SALT LAKE CITY — Informed by a ballooning body of evidence, athletic trainers are telling parents that youth sports specialization can harm their children.
But on Wednesday, at a panel discussion with the National Athletic Trainers’ Association and a group of youth leaders in Dallas, parents pushed back — questioning whether youth sports leagues and institutions leave them any choice.
The panel convened to discuss the association’s six new guidelines aimed at limiting injury risk in youth sports while encouraging maximum participation — to restore balance to a domain that’s maximizing risk with little evidence of payoff. Parents seemed receptive to the idea, but many expressed concerns about the practicality.
“It became this year-round thing,” said one dad, whose 11-year-old daughter gave up soccer when her coach wouldn’t let her explore other interests. He never wanted her to play year-round soccer, but she was told such commitment was necessary.
“It’s this momentum that just gets ahead of you, and that momentum is driven by the institutions, by the leagues,” he continued. “And I’m interested in what is science doing to affect the way that the organizations and the elite leagues are structuring the competition?”
“We hear that all the time,” answered David Bell, an athletic trainer and associate professor of kinesiology at the University of Wisconsin–Madison. “That parents are frustrated by this system of youth sports.”
Embracing the guidelines could help relieve their frustrations. The National Athletic Trainers’ Association recommends that parents, coaches, leagues and kids:
- Delay specialization in a single sport for as long as possible.

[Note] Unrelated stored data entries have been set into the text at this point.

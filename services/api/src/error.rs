//! Error taxonomy for the API service
//!
//! Every handler path ends in either a success envelope or one of these
//! variants, each of which maps to exactly one HTTP status.

use auth::Permission;
use axum::{
    Json,
    extract::rejection::{JsonRejection, PathRejection, QueryRejection},
    http::StatusCode,
    response::{IntoResponse, Response},
};
use common::error::StoreError;
use thiserror::Error;
use tracing::error;

use crate::envelope::ErrorBody;

/// Custom error type for the API service
#[derive(Error, Debug)]
pub enum ApiError {
    /// No valid session
    #[error("Authentication required")]
    Unauthenticated,

    /// Login attempt with an unknown email or a wrong password
    #[error("Invalid email or password")]
    InvalidCredentials,

    /// Valid session whose role lacks the permission
    #[error("Insufficient permissions: {0} required")]
    Forbidden(Permission),

    /// Missing or malformed input
    #[error("{0}")]
    Validation(String),

    /// Target resource or document absent
    #[error("{0}")]
    NotFound(String),

    /// Uniqueness violation
    #[error("{0}")]
    Conflict(String),

    /// Store or unexpected failure; the detail is logged, never returned
    #[error("Internal server error: {0}")]
    Internal(String),
}

impl ApiError {
    pub fn status(&self) -> StatusCode {
        match self {
            ApiError::Unauthenticated | ApiError::InvalidCredentials => StatusCode::UNAUTHORIZED,
            ApiError::Forbidden(_) => StatusCode::FORBIDDEN,
            ApiError::Validation(_) => StatusCode::BAD_REQUEST,
            ApiError::NotFound(_) => StatusCode::NOT_FOUND,
            ApiError::Conflict(_) => StatusCode::CONFLICT,
            ApiError::Internal(_) => StatusCode::INTERNAL_SERVER_ERROR,
        }
    }

    /// Message that is safe to show to the client
    pub fn public_message(&self) -> String {
        match self {
            ApiError::Internal(_) => "Internal server error".to_string(),
            other => other.to_string(),
        }
    }
}

impl From<StoreError> for ApiError {
    fn from(err: StoreError) -> Self {
        match err {
            StoreError::Duplicate { .. } => {
                ApiError::Conflict("A record with the same key already exists".to_string())
            }
            StoreError::InvalidQuery(message) => ApiError::Validation(message),
            other => ApiError::Internal(other.to_string()),
        }
    }
}

impl From<anyhow::Error> for ApiError {
    fn from(err: anyhow::Error) -> Self {
        ApiError::Internal(format!("{:#}", err))
    }
}

impl From<JsonRejection> for ApiError {
    fn from(rejection: JsonRejection) -> Self {
        ApiError::Validation(rejection.body_text())
    }
}

impl From<QueryRejection> for ApiError {
    fn from(rejection: QueryRejection) -> Self {
        ApiError::Validation(rejection.body_text())
    }
}

impl From<PathRejection> for ApiError {
    fn from(rejection: PathRejection) -> Self {
        ApiError::Validation(rejection.body_text())
    }
}

impl IntoResponse for ApiError {
    fn into_response(self) -> Response {
        if let ApiError::Internal(detail) = &self {
            error!("Request failed: {}", detail);
        }

        let body = ErrorBody {
            success: false,
            error: self.public_message(),
        };

        (self.status(), Json(body)).into_response()
    }
}

/// Type alias for API results
pub type ApiResult<T> = Result<T, ApiError>;

#[cfg(test)]
mod tests {
    use super::*;
    use common::error::DatabaseError;

    #[test]
    fn test_every_variant_maps_to_its_status() {
        let cases = [
            (ApiError::Unauthenticated, 401),
            (ApiError::InvalidCredentials, 401),
            (ApiError::Forbidden(Permission::ContentDelete), 403),
            (ApiError::Validation("bad".into()), 400),
            (ApiError::NotFound("gone".into()), 404),
            (ApiError::Conflict("taken".into()), 409),
            (ApiError::Internal("boom".into()), 500),
        ];
        for (err, status) in cases {
            assert_eq!(err.status().as_u16(), status, "{err:?}");
        }
    }

    #[test]
    fn test_internal_detail_is_hidden() {
        let err = ApiError::Internal("connection refused at 10.0.0.3".into());
        assert_eq!(err.public_message(), "Internal server error");
    }

    #[test]
    fn test_forbidden_names_the_permission() {
        let err = ApiError::Forbidden(Permission::ContentDelete);
        assert_eq!(
            err.public_message(),
            "Insufficient permissions: content.delete required"
        );
    }

    #[test]
    fn test_store_errors_map_to_conflict_or_internal() {
        let duplicate = StoreError::Duplicate {
            collection: "news".into(),
            key: "abc".into(),
        };
        assert!(matches!(ApiError::from(duplicate), ApiError::Conflict(_)));

        let window = StoreError::InvalidQuery("offset out of range".into());
        assert!(matches!(ApiError::from(window), ApiError::Validation(_)));

        let failed = StoreError::Database(DatabaseError::Migration("down".into()));
        assert!(matches!(ApiError::from(failed), ApiError::Internal(_)));
    }
}
//! Uniform response envelope
//!
//! Success: `{ "success": true, "data": ..., "pagination"?: {...} }`
//! Failure: `{ "success": false, "error": "..." }`

use axum::{
    Json,
    http::StatusCode,
    response::{IntoResponse, Response},
};
use serde::Serialize;

/// Pagination metadata attached to list responses
#[derive(Debug, Clone, Copy, PartialEq, Eq, Serialize)]
pub struct Pagination {
    pub page: u64,
    pub limit: u64,
    pub total: u64,
    pub pages: u64,
}

impl Pagination {
    /// `pages = ceil(total / limit)`
    pub fn new(page: u64, limit: u64, total: u64) -> Self {
        let pages = if limit == 0 { 0 } else { total.div_ceil(limit) };
        Self {
            page,
            limit,
            total,
            pages,
        }
    }
}

/// Successful response
#[derive(Debug, Serialize)]
pub struct ApiResponse<T> {
    pub success: bool,
    pub data: T,
    #[serde(skip_serializing_if = "Option::is_none")]
    pub pagination: Option<Pagination>,
    #[serde(skip)]
    status: StatusCode,
}

impl<T: Serialize> ApiResponse<T> {
    pub fn ok(data: T) -> Self {
        Self {
            success: true,
            data,
            pagination: None,
            status: StatusCode::OK,
        }
    }

    pub fn created(data: T) -> Self {
        Self {
            status: StatusCode::CREATED,
            ..Self::ok(data)
        }
    }

    pub fn paginated(data: T, pagination: Pagination) -> Self {
        Self {
            pagination: Some(pagination),
            ..Self::ok(data)
        }
    }
}

impl<T: Serialize> IntoResponse for ApiResponse<T> {
    fn into_response(self) -> Response {
        (self.status, Json(self)).into_response()
    }
}

/// Failure body, produced by [`crate::error::ApiError`]
#[derive(Debug, Serialize)]
pub struct ErrorBody {
    pub success: bool,
    pub error: String,
}

#[cfg(test)]
mod tests {
    use super::*;
    use serde_json::json;

    #[test]
    fn test_pages_is_ceiling_of_total_over_limit() {
        assert_eq!(Pagination::new(1, 10, 0).pages, 0);
        assert_eq!(Pagination::new(1, 10, 1).pages, 1);
        assert_eq!(Pagination::new(1, 10, 10).pages, 1);
        assert_eq!(Pagination::new(1, 10, 11).pages, 2);
        assert_eq!(Pagination::new(3, 12, 25).pages, 3);
    }

    #[test]
    fn test_success_shape() {
        let body = serde_json::to_value(ApiResponse::ok(json!({ "id": "a" }))).unwrap();
        assert_eq!(body, json!({ "success": true, "data": { "id": "a" } }));
    }

    #[test]
    fn test_paginated_shape() {
        let response = ApiResponse::paginated(Vec::<u8>::new(), Pagination::new(2, 5, 0));
        let body = serde_json::to_value(response).unwrap();
        assert_eq!(
            body,
            json!({
                "success": true,
                "data": [],
                "pagination": { "page": 2, "limit": 5, "total": 0, "pages": 0 }
            })
        );
    }

    #[test]
    fn test_created_sets_status() {
        let response = ApiResponse::created(json!({})).into_response();
        assert_eq!(response.status(), StatusCode::CREATED);
    }
}
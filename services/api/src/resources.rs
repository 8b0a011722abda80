//! Registry of the content collections exposed by the gateway
//!
//! Each entry describes how list requests are translated into a query, which
//! fields a write must carry, and which permission guards each operation.

use auth::Permission;
use serde_json::Value;

/// Constant value used in visibility filters and field defaults
#[derive(Debug, Clone, Copy)]
pub enum Literal {
    Str(&'static str),
    Bool(bool),
    Int(i64),
}

impl Literal {
    pub fn to_value(self) -> Value {
        match self {
            Literal::Str(s) => Value::from(s),
            Literal::Bool(b) => Value::from(b),
            Literal::Int(i) => Value::from(i),
        }
    }
}

/// How an exact-match query parameter is parsed
#[derive(Debug, Clone, Copy, PartialEq, Eq)]
pub enum FilterKind {
    Text,
    Bool,
}

/// Query parameter that becomes an equality constraint when present
#[derive(Debug, Clone, Copy)]
pub struct FilterField {
    pub param: &'static str,
    pub field: &'static str,
    pub kind: FilterKind,
}

const fn text(name: &'static str) -> FilterField {
    FilterField {
        param: name,
        field: name,
        kind: FilterKind::Text,
    }
}

const fn flag(name: &'static str) -> FilterField {
    FilterField {
        param: name,
        field: name,
        kind: FilterKind::Bool,
    }
}

/// Check applied to a field whenever a write carries it
#[derive(Debug, Clone, Copy)]
pub enum Rule {
    Email,
    Phone,
    Role,
    OneOf(&'static [&'static str]),
    Boolean,
}

/// Permissions guarding each operation on a resource
#[derive(Debug, Clone, Copy)]
pub struct Permissions {
    pub view: Permission,
    pub create: Permission,
    pub edit: Permission,
    pub delete: Permission,
}

const CONTENT: Permissions = Permissions {
    view: Permission::ContentView,
    create: Permission::ContentCreate,
    edit: Permission::ContentEdit,
    delete: Permission::ContentDelete,
};

const MEDIA: Permissions = Permissions {
    view: Permission::MediaView,
    create: Permission::MediaUpload,
    edit: Permission::MediaEdit,
    delete: Permission::MediaDelete,
};

const USERS: Permissions = Permissions {
    view: Permission::UsersView,
    create: Permission::UsersManage,
    edit: Permission::UsersManage,
    delete: Permission::UsersManage,
};

/// Description of one collection
#[derive(Debug)]
pub struct ResourceSpec {
    /// Path segment under `/api/admin` and `/api/public`
    pub name: &'static str,
    /// Human name used in messages
    pub label: &'static str,
    pub collection: &'static str,
    pub default_limit: u64,
    pub search_fields: &'static [&'static str],
    pub filters: &'static [FilterField],
    pub sortable: &'static [&'static str],
    pub default_sort: &'static str,
    pub required: &'static [&'static str],
    pub unique: &'static [&'static str],
    pub rules: &'static [(&'static str, Rule)],
    pub defaults: &'static [(&'static str, Literal)],
    /// Never returned to clients
    pub hidden: &'static [&'static str],
    /// Field a missing `slug` is derived from
    pub slug_source: Option<&'static str>,
    /// Constraint applied to every public read; `None` means no public reads
    pub visibility: Option<(&'static str, Literal)>,
    /// Fields matched by the public single-document lookup
    pub lookup_fields: &'static [&'static str],
    /// Whether a public single-document read bumps `views`
    pub counts_views: bool,
    /// `status` value that additionally requires `content.publish`
    pub publish_status: Option<&'static str>,
    /// Writes carry a plaintext `password` to be hashed
    pub has_credentials: bool,
    pub bulk: bool,
    pub permissions: Permissions,
}

pub static CONTACTS: ResourceSpec = ResourceSpec {
    name: "contacts",
    label: "Contact",
    collection: "contacts",
    default_limit: 10,
    search_fields: &["name", "email", "subject", "message"],
    filters: &[text("status"), text("type")],
    sortable: &["createdAt", "updatedAt", "name", "status"],
    default_sort: "-createdAt",
    required: &["name", "email", "message"],
    unique: &[],
    rules: &[
        ("email", Rule::Email),
        ("phone", Rule::Phone),
        ("status", Rule::OneOf(&["unread", "read", "replied", "archived"])),
    ],
    defaults: &[("status", Literal::Str("unread"))],
    hidden: &[],
    slug_source: None,
    visibility: None,
    lookup_fields: &[],
    counts_views: false,
    publish_status: None,
    has_credentials: false,
    bulk: false,
    permissions: CONTENT,
};

pub static BOOKINGS: ResourceSpec = ResourceSpec {
    name: "bookings",
    label: "Booking",
    collection: "bookings",
    default_limit: 10,
    search_fields: &["name", "email", "phone", "service", "notes"],
    filters: &[text("status"), text("type"), text("service")],
    sortable: &["createdAt", "updatedAt", "date", "name", "status"],
    default_sort: "-createdAt",
    required: &["name", "email", "date"],
    unique: &[],
    rules: &[
        ("email", Rule::Email),
        ("phone", Rule::Phone),
        ("status", Rule::OneOf(&["pending", "confirmed", "cancelled", "completed"])),
    ],
    defaults: &[("status", Literal::Str("pending"))],
    hidden: &[],
    slug_source: None,
    visibility: None,
    lookup_fields: &[],
    counts_views: false,
    publish_status: None,
    has_credentials: false,
    bulk: false,
    permissions: CONTENT,
};

pub static GALLERY: ResourceSpec = ResourceSpec {
    name: "gallery",
    label: "Gallery item",
    collection: "gallery",
    default_limit: 12,
    search_fields: &["title", "description"],
    filters: &[text("category"), text("type"), flag("featured"), flag("isActive")],
    sortable: &["createdAt", "updatedAt", "title", "order"],
    default_sort: "-createdAt",
    required: &["title", "imageUrl"],
    unique: &[],
    rules: &[
        ("type", Rule::OneOf(&["image", "video"])),
        ("featured", Rule::Boolean),
        ("isActive", Rule::Boolean),
    ],
    defaults: &[
        ("type", Literal::Str("image")),
        ("featured", Literal::Bool(false)),
        ("isActive", Literal::Bool(true)),
        ("order", Literal::Int(0)),
    ],
    hidden: &[],
    slug_source: None,
    visibility: Some(("isActive", Literal::Bool(true))),
    lookup_fields: &[],
    counts_views: false,
    publish_status: None,
    has_credentials: false,
    bulk: true,
    permissions: MEDIA,
};

pub static GALLERY_CATEGORIES: ResourceSpec = ResourceSpec {
    name: "gallery-categories",
    label: "Gallery category",
    collection: "gallery_categories",
    default_limit: 20,
    search_fields: &["name", "description"],
    filters: &[flag("isActive")],
    sortable: &["createdAt", "name", "order"],
    default_sort: "order",
    required: &["name"],
    unique: &["slug"],
    rules: &[("isActive", Rule::Boolean)],
    defaults: &[("isActive", Literal::Bool(true)), ("order", Literal::Int(0))],
    hidden: &[],
    slug_source: Some("name"),
    visibility: Some(("isActive", Literal::Bool(true))),
    lookup_fields: &[],
    counts_views: false,
    publish_status: None,
    has_credentials: false,
    bulk: false,
    permissions: MEDIA,
};

pub static NEWS: ResourceSpec = ResourceSpec {
    name: "news",
    label: "News post",
    collection: "news",
    default_limit: 10,
    search_fields: &["title", "excerpt", "content"],
    filters: &[text("status"), text("category"), flag("featured")],
    sortable: &["createdAt", "updatedAt", "publishedAt", "title", "views"],
    default_sort: "-createdAt",
    required: &["title", "content"],
    unique: &["slug"],
    rules: &[
        ("status", Rule::OneOf(&["draft", "published", "archived"])),
        ("featured", Rule::Boolean),
    ],
    defaults: &[
        ("status", Literal::Str("draft")),
        ("featured", Literal::Bool(false)),
        ("views", Literal::Int(0)),
    ],
    hidden: &[],
    slug_source: Some("title"),
    visibility: Some(("status", Literal::Str("published"))),
    lookup_fields: &["slug", "id"],
    counts_views: true,
    publish_status: Some("published"),
    has_credentials: false,
    bulk: true,
    permissions: CONTENT,
};

pub static PROGRAMS: ResourceSpec = ResourceSpec {
    name: "programs",
    label: "Program",
    collection: "programs",
    default_limit: 10,
    search_fields: &["title", "description"],
    filters: &[text("status"), text("category"), flag("featured")],
    sortable: &["createdAt", "updatedAt", "title", "order"],
    default_sort: "order",
    required: &["title", "description"],
    unique: &["slug"],
    rules: &[
        ("status", Rule::OneOf(&["active", "inactive"])),
        ("featured", Rule::Boolean),
    ],
    defaults: &[
        ("status", Literal::Str("active")),
        ("featured", Literal::Bool(false)),
        ("order", Literal::Int(0)),
    ],
    hidden: &[],
    slug_source: Some("title"),
    visibility: Some(("status", Literal::Str("active"))),
    lookup_fields: &["slug", "id"],
    counts_views: false,
    publish_status: None,
    has_credentials: false,
    bulk: false,
    permissions: CONTENT,
};

pub static SUPPORTERS: ResourceSpec = ResourceSpec {
    name: "supporters",
    label: "Supporter",
    collection: "supporters",
    default_limit: 20,
    search_fields: &["name", "description"],
    filters: &[text("type"), flag("isActive")],
    sortable: &["createdAt", "name", "order"],
    default_sort: "order",
    required: &["name", "logo"],
    unique: &[],
    rules: &[("isActive", Rule::Boolean)],
    defaults: &[("isActive", Literal::Bool(true)), ("order", Literal::Int(0))],
    hidden: &[],
    slug_source: None,
    visibility: Some(("isActive", Literal::Bool(true))),
    lookup_fields: &[],
    counts_views: false,
    publish_status: None,
    has_credentials: false,
    bulk: false,
    permissions: CONTENT,
};

pub static KEY_FUNDERS: ResourceSpec = ResourceSpec {
    name: "key-funders",
    label: "Key funder",
    collection: "key_funders",
    default_limit: 20,
    search_fields: &["name", "description"],
    filters: &[flag("isActive")],
    sortable: &["createdAt", "name", "order"],
    default_sort: "order",
    required: &["name", "logo"],
    unique: &[],
    rules: &[("isActive", Rule::Boolean)],
    defaults: &[("isActive", Literal::Bool(true)), ("order", Literal::Int(0))],
    hidden: &[],
    slug_source: None,
    visibility: Some(("isActive", Literal::Bool(true))),
    lookup_fields: &[],
    counts_views: false,
    publish_status: None,
    has_credentials: false,
    bulk: false,
    permissions: CONTENT,
};

pub static USERS_RESOURCE: ResourceSpec = ResourceSpec {
    name: "users",
    label: "User",
    collection: auth::models::user::USERS_COLLECTION,
    default_limit: 10,
    search_fields: &["name", "email"],
    filters: &[text("role"), flag("isActive")],
    sortable: &["createdAt", "name", "email", "role"],
    default_sort: "-createdAt",
    required: &["name", "email", "password", "role"],
    unique: &["email"],
    rules: &[
        ("email", Rule::Email),
        ("role", Rule::Role),
        ("isActive", Rule::Boolean),
    ],
    defaults: &[("isActive", Literal::Bool(true))],
    hidden: &["passwordHash"],
    slug_source: None,
    visibility: None,
    lookup_fields: &[],
    counts_views: false,
    publish_status: None,
    has_credentials: true,
    bulk: false,
    permissions: USERS,
};

/// Every registered resource
pub static RESOURCES: [&ResourceSpec; 9] = [
    &CONTACTS,
    &BOOKINGS,
    &GALLERY,
    &GALLERY_CATEGORIES,
    &NEWS,
    &PROGRAMS,
    &SUPPORTERS,
    &KEY_FUNDERS,
    &USERS_RESOURCE,
];

/// Fields the server owns; stripped from every write body
pub const SERVER_FIELDS: [&str; 5] = ["id", "createdAt", "updatedAt", "views", "passwordHash"];

/// Look up a resource by its path segment
pub fn find_resource(name: &str) -> Option<&'static ResourceSpec> {
    RESOURCES.iter().copied().find(|spec| spec.name == name)
}

impl ResourceSpec {
    pub fn is_public(&self) -> bool {
        self.visibility.is_some()
    }

    pub fn rule_for(&self, field: &str) -> Option<Rule> {
        self.rules
            .iter()
            .find(|(name, _)| *name == field)
            .map(|(_, rule)| *rule)
    }
}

- Play for one team at a time.
- Limit participation in a single sport to eight months per year.
- Restrict the number of practice hours per week to the child’s age (a 10-year-old would practice no more than 10 hours).
- Mandate two days of rest per week.
- Require time away from organized activity following the end of a competitive season.
The guidelines are endorsed by five professional athletic training societies — basketball, football, baseball, soccer and hockey — as well as the Intercollegiate Council for Sports Medicine.
But Bell acknowledged the challenge of convincing youth sports organizations to see the benefits when they need constant participation to ensure year-round stability. Still, he said, the big picture must be addressed: 70% of kids stop playing sports by age 13, he explained, because they’re no longer having fun. And the results for those who stay are increasingly alarming, too.
Jamie Reed, senior director of medical operations and sport science for the Texas Rangers, told the panel that he’s seeing a surge of overuse injuries in young baseball players. He evaluates the team’s top 575-600 prospects each year. In 2014, 41 players in the cohort had undergone reconstructive elbow surgery, or “Tommy John.” By 2018, the number had climbed to 109.
In 2019, it reached 308.
“It’s overwhelming,” he said. “It’s absolutely overwhelming.”
Since prior injury is the best predictor of future injury, Reed often advises the Rangers to avoid such prospects, regardless of talent.
“This guy is not gonna hold up,” he’ll say. “He’s been abused.”
Despite the risks, kids continue to be pushed into year-round participation in a single competitive sport, driven by parents seeking prestige or college scholarships and leagues pursuing their own the business interests, among other factors. And kids, inundated with stories of athletes reaching stardom via determination and constant training, embrace the harmful trend.
But even if the goal is as modest as making a high school varsity team, the panel agreed that participation in multiple sports, in addition to limiting injuries, encourages varied skill development that will help kids in any sport once they do specialize, which Reed said should happen when “talent separates” — usually in high school.
In addition to following the guidelines, the panelists said — multiple times — the key to a healthier youth sports ecosystem is fun. Every program, club and interaction should be, above all, fun, and avoiding overextension can help with that. Playing multiple sports can also benefit psychological health by limiting burnout, a mental condition with potential long-term physical consequences.
“The potential for burnout and stepping away from sports altogether and turning to nachos and Fortnite is a real public health problem,” National Athletic Trainers’ Association President Tory Lindley said during the panel, “and it’s becoming an epidemic.”